Tuesday, October 4, 2011

No title??

I find myself getting stuck on fun, creative titles.....I blame this on my incredibly creative friends and family who have great blogging practices. I am tired of thinking about that part of it, so maybe no title.  IF there is a title by the time I post this, I thought of one! 

WOW it has been a while since I have blogged..... I have learned something about myself.  I do love journaling, and I find so much inspiration and I relate to so many blogs that I read. I once stated that blogging is therapeutic. Being able to say whatever I want and be honest, without having to actually tell the story to a face. I have learned that being open about the struggles of parenting is easy for me. I welcome the advice and I love having private messages sent from people that relate to our family and appreciate the encouragement.
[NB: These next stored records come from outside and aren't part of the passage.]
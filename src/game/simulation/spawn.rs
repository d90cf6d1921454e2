//! Agent construction.
//!
//! Everything that creates an agent goes through [`AgentSpawner`]: input
//! messages, the initial population and train promotion. It never touches
//! the train manager, so train admission decides *whether* to build an
//! agent and the spawner decides *what* it looks like.

use bevy::prelude::*;
use rand::rngs::StdRng;
use rand::Rng;

use crate::game::behavior::{
    Behavior, DogState, SolitaryState, TrackerState, TrainHeadState, WallHugState, WanderState,
};
use crate::game::math::facing_bin;
use crate::game::scent::tracker::TrackerScent;
use crate::game::spatial_index::SpatialIndex;
use crate::game::types::{AgentId, AgentKind};

use super::components::{Agent, Vitals};
use super::resources::{AgentTable, SimClock, SimConfig};

pub struct AgentSpawner<'a> {
    pub config: &'a SimConfig,
    pub clock: SimClock,
}

impl<'a> AgentSpawner<'a> {
    pub fn new(config: &'a SimConfig, clock: SimClock) -> Self {
        Self { config, clock }
    }

    /// Whether the live population leaves room for one more agent.
    pub fn has_room(&self, agents: &AgentTable) -> bool {
        agents.alive_count() < self.config.agent.max_agents
    }

    /// Base speed with a uniform jitter either side.
    fn roll_speed(&self, kind: AgentKind, rng: &mut StdRng) -> f32 {
        let agent = &self.config.agent;
        let jitter = if agent.speed_jitter > 0.0 {
            rng.random_range(-agent.speed_jitter..=agent.speed_jitter)
        } else {
            0.0
        };
        let speed = agent.base_speed * (1.0 + jitter);
        match kind {
            AgentKind::Train => speed * self.config.train.speed_multiplier,
            _ => speed,
        }
    }

    fn behavior_for(&self, id: AgentId, kind: AgentKind, rng: &mut StdRng) -> Behavior {
        let now = self.clock.now_ms;
        let c = self.config;
        match kind {
            AgentKind::Normal => Behavior::Normal(WanderState::new(c.agent.wander_interval_ms, now, rng)),
            AgentKind::Tracker => {
                let interval = c.tracker.scan_interval_ticks.max(1);
                Behavior::Tracker(TrackerState {
                    scent: TrackerScent::new(self.clock.tick, id.0 as u64 % interval),
                    wander: WanderState::new(c.tracker.wander_interval_ms, now, rng),
                })
            }
            AgentKind::WallHugger => {
                let wander = WanderState::new(c.agent.wander_interval_ms, now, rng);
                Behavior::WallHugger(WallHugState::random(wander, rng))
            }
            AgentKind::Train => {
                Behavior::Train(TrainHeadState::new(WanderState::new(c.agent.wander_interval_ms, now, rng)))
            }
            AgentKind::SpacingSeeker => Behavior::SpacingSeeker(SolitaryState::default()),
            AgentKind::PursuitDog => {
                Behavior::PursuitDog(DogState::new(WanderState::new(c.dog.wander_interval_ms, now, rng)))
            }
        }
    }

    /// Build an agent without registering it anywhere.
    pub fn build(&self, id: AgentId, kind: AgentKind, pos: Vec2, rng: &mut StdRng) -> Agent {
        let speed = self.roll_speed(kind, rng);
        let behavior = self.behavior_for(id, kind, rng);
        let radius = match kind {
            AgentKind::PursuitDog => self.config.dog.radius,
            _ => self.config.agent.radius,
        };
        let agent = &self.config.agent;
        let facing = match &behavior {
            Behavior::Normal(w) | Behavior::Train(TrainHeadState { wander: w, .. }) => {
                facing_bin(Vec2::from_angle(w.angle)).unwrap_or(0)
            }
            _ => 0,
        };

        Agent {
            id,
            pos,
            radius,
            initial_speed: speed,
            speed,
            facing_bin: facing,
            last_move: Vec2::ZERO,
            vitals: Vitals::new(agent.max_durability, agent.decay_frames, agent.decay_min_speed_ratio),
            behavior,
            train: None,
            spawned_tick: self.clock.tick,
            removal: None,
        }
    }

    /// Build an agent, add it to the table and the spatial index.
    pub fn spawn(
        &self,
        kind: AgentKind,
        pos: Vec2,
        agents: &mut AgentTable,
        index: &mut SpatialIndex,
        rng: &mut StdRng,
    ) -> AgentId {
        let id = agents.allocate_id();
        let agent = self.build(id, kind, pos, rng);
        index.insert(id, pos);
        agents.insert(agent);
        id
    }
}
Being a parent, faults and strengths, is afterall who I am most of the time.  It is just that time in my life..... Helping my children grow to be independent adults, making wise choices, choosing friends wisely, having an unwavering faith in a God who gives grace freely when we actually don't make the best choices. Those are the monuments in my life right now..... Being the parent that I am called to be.  SO, my amazing children have my attention and devotions.... sometimes to a fault.  A fault?  Welllll, I sometimes let my heart (and mouth) over power what my mind knows is the best thing.... A friend recently put on FB "Situations that involve my kids, involve me"  The Mama Lion instinct in me roars a little too quickly sometimes. We all want for our kids the best and biggest.... not necessarily a bad thing.... only sometimes it is. Especially when emotions take over.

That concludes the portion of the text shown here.